Saved entries >>
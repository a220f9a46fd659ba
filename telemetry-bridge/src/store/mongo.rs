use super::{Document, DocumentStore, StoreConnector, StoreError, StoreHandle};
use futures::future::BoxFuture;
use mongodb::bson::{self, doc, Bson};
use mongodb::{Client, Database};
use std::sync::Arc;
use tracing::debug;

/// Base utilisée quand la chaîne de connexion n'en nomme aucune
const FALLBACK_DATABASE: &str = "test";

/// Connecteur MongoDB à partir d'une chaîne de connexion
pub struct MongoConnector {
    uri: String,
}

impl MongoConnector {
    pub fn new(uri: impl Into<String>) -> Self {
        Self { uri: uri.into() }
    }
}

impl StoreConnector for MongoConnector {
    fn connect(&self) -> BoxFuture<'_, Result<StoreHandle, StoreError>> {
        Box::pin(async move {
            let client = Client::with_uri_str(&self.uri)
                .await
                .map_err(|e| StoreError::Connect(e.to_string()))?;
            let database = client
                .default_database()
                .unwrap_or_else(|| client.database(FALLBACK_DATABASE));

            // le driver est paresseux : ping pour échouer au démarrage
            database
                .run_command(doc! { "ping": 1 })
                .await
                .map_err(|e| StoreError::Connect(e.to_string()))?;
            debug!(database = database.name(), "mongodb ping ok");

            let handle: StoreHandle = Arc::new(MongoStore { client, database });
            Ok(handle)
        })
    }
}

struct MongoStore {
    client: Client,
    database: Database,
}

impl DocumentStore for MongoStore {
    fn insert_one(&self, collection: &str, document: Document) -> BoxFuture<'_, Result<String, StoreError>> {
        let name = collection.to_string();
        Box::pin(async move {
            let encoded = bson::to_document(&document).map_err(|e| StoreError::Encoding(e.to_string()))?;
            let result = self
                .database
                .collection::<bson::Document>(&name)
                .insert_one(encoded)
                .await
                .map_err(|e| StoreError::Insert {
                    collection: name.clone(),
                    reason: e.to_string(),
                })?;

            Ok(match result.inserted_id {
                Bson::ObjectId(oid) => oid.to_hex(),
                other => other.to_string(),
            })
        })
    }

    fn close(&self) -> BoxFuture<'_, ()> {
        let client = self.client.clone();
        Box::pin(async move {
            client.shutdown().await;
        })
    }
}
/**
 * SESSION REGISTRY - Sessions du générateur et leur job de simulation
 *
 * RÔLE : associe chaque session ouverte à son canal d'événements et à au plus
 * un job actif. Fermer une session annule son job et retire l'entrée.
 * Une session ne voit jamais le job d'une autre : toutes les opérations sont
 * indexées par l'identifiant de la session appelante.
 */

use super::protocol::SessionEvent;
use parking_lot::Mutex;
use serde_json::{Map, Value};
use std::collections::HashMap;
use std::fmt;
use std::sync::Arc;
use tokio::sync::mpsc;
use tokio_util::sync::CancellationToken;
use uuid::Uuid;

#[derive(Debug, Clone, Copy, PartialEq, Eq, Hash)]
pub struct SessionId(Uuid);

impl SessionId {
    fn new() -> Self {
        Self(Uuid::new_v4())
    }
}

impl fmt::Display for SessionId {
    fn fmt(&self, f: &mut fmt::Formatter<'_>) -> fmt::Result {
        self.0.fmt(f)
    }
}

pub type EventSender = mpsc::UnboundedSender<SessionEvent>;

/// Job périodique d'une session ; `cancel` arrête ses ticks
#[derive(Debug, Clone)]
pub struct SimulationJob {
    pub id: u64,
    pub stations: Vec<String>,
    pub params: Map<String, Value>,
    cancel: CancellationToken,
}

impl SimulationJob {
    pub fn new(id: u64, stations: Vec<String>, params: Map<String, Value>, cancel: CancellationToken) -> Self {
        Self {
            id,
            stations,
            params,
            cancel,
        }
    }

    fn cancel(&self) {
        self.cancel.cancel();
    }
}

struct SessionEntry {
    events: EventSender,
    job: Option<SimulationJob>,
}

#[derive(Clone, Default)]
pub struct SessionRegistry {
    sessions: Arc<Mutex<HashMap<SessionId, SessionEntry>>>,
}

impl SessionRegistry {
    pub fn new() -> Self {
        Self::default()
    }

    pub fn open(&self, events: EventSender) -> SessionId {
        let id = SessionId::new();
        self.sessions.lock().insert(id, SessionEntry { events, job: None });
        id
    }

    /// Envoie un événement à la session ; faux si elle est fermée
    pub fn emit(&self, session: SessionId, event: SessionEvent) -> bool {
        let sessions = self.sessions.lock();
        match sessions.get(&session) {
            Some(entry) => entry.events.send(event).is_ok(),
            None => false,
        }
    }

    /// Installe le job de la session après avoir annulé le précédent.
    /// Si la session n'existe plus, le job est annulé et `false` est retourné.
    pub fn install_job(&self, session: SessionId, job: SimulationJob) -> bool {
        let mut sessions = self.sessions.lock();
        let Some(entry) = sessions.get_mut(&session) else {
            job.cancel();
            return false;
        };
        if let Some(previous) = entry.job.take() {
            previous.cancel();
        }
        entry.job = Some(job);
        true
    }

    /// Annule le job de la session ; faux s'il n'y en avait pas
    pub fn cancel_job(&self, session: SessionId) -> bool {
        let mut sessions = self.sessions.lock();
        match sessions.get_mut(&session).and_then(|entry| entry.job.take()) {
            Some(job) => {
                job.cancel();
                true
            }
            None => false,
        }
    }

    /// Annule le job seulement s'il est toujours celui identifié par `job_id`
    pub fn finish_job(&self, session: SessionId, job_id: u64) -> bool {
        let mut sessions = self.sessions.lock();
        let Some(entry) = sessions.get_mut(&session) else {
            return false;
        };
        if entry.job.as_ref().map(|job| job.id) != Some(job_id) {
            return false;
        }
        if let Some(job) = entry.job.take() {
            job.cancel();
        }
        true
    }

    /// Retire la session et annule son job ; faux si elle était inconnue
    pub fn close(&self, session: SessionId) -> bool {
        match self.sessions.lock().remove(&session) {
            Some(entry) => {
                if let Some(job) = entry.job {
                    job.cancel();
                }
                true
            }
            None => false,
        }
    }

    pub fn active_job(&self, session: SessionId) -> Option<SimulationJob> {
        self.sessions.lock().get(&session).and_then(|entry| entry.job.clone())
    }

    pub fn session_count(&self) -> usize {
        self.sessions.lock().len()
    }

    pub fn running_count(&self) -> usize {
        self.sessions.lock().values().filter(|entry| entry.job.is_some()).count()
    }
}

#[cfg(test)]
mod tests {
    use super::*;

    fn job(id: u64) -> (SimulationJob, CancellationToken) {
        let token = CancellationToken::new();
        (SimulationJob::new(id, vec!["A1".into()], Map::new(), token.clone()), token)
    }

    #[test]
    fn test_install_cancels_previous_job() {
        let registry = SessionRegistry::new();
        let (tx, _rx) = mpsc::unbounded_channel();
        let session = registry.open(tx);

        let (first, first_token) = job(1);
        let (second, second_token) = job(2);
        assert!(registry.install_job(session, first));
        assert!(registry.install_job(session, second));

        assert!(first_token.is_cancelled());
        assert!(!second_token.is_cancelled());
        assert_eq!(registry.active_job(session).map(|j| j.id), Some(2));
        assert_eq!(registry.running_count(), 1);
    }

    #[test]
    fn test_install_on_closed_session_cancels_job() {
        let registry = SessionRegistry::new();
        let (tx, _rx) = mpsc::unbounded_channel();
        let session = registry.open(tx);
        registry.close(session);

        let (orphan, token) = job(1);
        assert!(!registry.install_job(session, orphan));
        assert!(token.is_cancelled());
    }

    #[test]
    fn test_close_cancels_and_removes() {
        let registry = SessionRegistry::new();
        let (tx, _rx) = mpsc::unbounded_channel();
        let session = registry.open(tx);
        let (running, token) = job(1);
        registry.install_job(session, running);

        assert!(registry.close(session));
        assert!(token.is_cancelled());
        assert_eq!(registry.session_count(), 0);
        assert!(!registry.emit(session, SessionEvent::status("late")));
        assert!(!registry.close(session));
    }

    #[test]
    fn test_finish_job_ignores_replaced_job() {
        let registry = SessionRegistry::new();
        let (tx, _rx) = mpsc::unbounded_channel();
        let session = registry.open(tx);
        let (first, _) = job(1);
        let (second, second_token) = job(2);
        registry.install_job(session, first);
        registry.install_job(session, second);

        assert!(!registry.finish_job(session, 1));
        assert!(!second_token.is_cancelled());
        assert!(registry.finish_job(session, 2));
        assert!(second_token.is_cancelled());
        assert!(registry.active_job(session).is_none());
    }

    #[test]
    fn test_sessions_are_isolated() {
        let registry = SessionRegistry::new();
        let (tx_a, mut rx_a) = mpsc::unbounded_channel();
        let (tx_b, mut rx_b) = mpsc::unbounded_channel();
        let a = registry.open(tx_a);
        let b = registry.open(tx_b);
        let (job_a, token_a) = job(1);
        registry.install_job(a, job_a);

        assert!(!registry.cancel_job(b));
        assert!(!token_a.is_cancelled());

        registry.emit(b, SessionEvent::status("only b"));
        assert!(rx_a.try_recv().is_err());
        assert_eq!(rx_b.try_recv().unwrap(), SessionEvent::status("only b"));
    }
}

Activity >> Take every line above where "params" appears and copy it.

Solution to this task >>
    pub params: Map<String, Value>,
    pub fn new(id: u64, stations: Vec<String>, params: Map<String, Value>, cancel: CancellationToken) -> Self {
            params,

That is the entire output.